Exercise prompt:
Your task is to find every line of the data that holds the string "Debug" and copy it.

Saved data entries
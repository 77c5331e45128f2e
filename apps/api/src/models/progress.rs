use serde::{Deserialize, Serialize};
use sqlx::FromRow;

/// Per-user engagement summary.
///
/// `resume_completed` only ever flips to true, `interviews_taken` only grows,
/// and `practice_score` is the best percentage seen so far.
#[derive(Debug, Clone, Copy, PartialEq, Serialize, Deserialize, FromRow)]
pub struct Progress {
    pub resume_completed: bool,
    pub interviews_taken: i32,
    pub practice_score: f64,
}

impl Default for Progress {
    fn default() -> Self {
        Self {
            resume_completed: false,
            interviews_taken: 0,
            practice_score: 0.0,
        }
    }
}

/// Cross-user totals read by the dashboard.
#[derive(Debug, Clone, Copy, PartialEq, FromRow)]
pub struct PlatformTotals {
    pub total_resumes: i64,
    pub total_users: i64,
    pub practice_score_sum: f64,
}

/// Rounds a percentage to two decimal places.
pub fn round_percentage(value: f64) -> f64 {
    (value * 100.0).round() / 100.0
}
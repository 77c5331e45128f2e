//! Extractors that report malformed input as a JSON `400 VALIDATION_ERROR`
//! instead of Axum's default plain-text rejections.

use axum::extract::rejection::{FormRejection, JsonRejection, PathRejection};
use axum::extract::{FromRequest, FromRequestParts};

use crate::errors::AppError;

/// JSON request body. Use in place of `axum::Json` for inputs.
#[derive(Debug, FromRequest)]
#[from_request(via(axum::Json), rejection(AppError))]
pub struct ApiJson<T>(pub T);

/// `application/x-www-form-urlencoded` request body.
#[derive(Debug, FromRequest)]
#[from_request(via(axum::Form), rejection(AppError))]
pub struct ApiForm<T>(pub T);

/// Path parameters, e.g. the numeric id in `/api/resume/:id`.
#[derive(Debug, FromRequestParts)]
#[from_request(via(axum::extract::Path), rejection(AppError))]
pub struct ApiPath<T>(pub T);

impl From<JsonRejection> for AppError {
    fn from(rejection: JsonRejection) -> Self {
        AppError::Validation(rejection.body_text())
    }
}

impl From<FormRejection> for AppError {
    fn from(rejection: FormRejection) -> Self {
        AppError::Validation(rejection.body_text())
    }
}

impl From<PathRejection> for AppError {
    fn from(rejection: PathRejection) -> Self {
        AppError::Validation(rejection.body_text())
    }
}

Answer to this exercise:
#[derive(Debug, Clone, Copy, PartialEq, Serialize, Deserialize, FromRow)]
#[derive(Debug, Clone, Copy, PartialEq, FromRow)]
#[derive(Debug, FromRequest)]
#[derive(Debug, FromRequest)]
#[derive(Debug, FromRequestParts)]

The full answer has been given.